Enfin, les juges cantonaux ont considéré que l'intimée avait démontré qu'elle avait fait des efforts de prospection évidents, de sorte que l'évolution de son chiffre d'affaires paraissait satisfaisante, en tout cas à court terme. Quant à la réduction de l'horaire de travail, elle ne devrait être que passagère, dès lors que les grands chantiers prévus devraient s'ouvrir prochainement.
3.- De son côté, le seco soutient derechef, comme en première instance, que les pertes de travail dont l'entreprise intimée demande l'indemnisation par l'assurance-chômage résultent de circonstances inhérentes aux risques normaux d'exploitation que l'employeur doit assumer, de sorte qu'elles ne revêtent pas le caractère exceptionnel requis par la loi et la jurisprudence. Il estime que les problèmes de financement rencontrés par un client, l'attente d'une décision d'adjudication, d'un permis de construire ou de la finalisation d'un financement d'un projet, sont des risques habituels avec lesquels les employeurs de la branche du génie civil doivent compter.
Le recourant ajoute que la couverture de tels risques par l'assurance-chômage fausserait les règles d'une saine concurrence. A cet égard, les difficultés inhérentes à la guerre des prix à laquelle se livrent les entreprises de la branche ne sauraient davantage être prises en considération, sous peine de contraindre finalement les entreprises saines à solliciter à leur tour le versement d'indemnités en cas de réduction de l'horaire de travail pour survivre.

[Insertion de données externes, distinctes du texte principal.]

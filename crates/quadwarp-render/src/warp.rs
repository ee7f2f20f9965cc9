//! Warped-quad rasterization

use quadwarp_core::{PointD, Quad, Surface, Texture, bounding_box};

use crate::error::{RenderError, RenderResult};
use crate::sample::warped_sample;

/// Draw `source` warped into `quad`.
///
/// Corner order is {upper-left, lower-left, lower-right, upper-right}.
/// Every pixel of the quad's integer bounding box is solved independently;
/// pixels whose texture coordinate falls outside the acceptance window are
/// left untouched. A degenerate (zero-area, collinear, or self-
/// intersecting) quad therefore renders nothing and still returns `Ok`.
///
/// The interpolation is bilinear, not projective: exact along the quad's
/// edges, not perspective-correct in the interior.
///
/// # Errors
///
/// Returns [`RenderError::InvalidParameters`] when any corner coordinate
/// is not finite.
pub fn draw_warped<S, T>(surface: &mut S, source: &T, quad: &Quad) -> RenderResult<()>
where
    S: Surface,
    T: Texture,
{
    if quad.iter().any(|p| !p.x.is_finite() || !p.y.is_finite()) {
        return Err(RenderError::InvalidParameters(
            "quad corners must be finite".into(),
        ));
    }

    // the solver wants corner order {ll, lr, ul, ur}; reindex once here
    let c: [PointD; 4] = [
        quad[1].to_f64(),
        quad[2].to_f64(),
        quad[0].to_f64(),
        quad[3].to_f64(),
    ];

    // basis vectors are fixed for the whole quad; only q varies per pixel
    let b1 = c[1] - c[0];
    let b2 = c[2] - c[0];
    let b3 = c[0] - c[1] - c[2] + c[3];

    let bounds = bounding_box(&c);
    for y in bounds.min.y..=bounds.max.y {
        for x in bounds.min.x..=bounds.max.x {
            let q = PointD::new(x as f64, y as f64) - c[0];
            let px = warped_sample(q, b1, b2, b3, source);
            if px.accepted {
                surface.put_pixel(x, y, px.color);
            }
        }
    }

    Ok(())
}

4.- Les objections du seco sont pertinentes. Comme dans l'affaire qui a donné lieu à l'arrêt publié au DTA 1998 n° 50 p. 290, les circonstances du cas d'espèce sont précisément celles que la jurisprudence considère comme faisant partie des risques normaux de l'exploitation d'une entreprise de construction. En raison des difficultés que traverse notoirement, depuis plusieurs années déjà, la branche de la construction, une telle perte de travail est susceptible de toucher de la même manière chaque employeur de la branche. Elle ne présente donc pas de caractère exceptionnel dans la conjoncture actuelle.
Il suit de là que le recours est bien fondé.
Par ces motifs, le Tribunal fédéral des assurances
prononce :
I. Le recours est admis. Le jugement du Tribunal administratif
du canton de Vaud du 15 mars 2000 ainsi que la
décision du Service de l'emploi du canton de Vaud du 13 août 1999 sont annulés.
II. Il n'est pas perçu de frais de justice.
III. Le présent arrêt sera communiqué aux parties, au Tribunal administratif du canton de Vaud et au Service de l'emploi du canton de Vaud.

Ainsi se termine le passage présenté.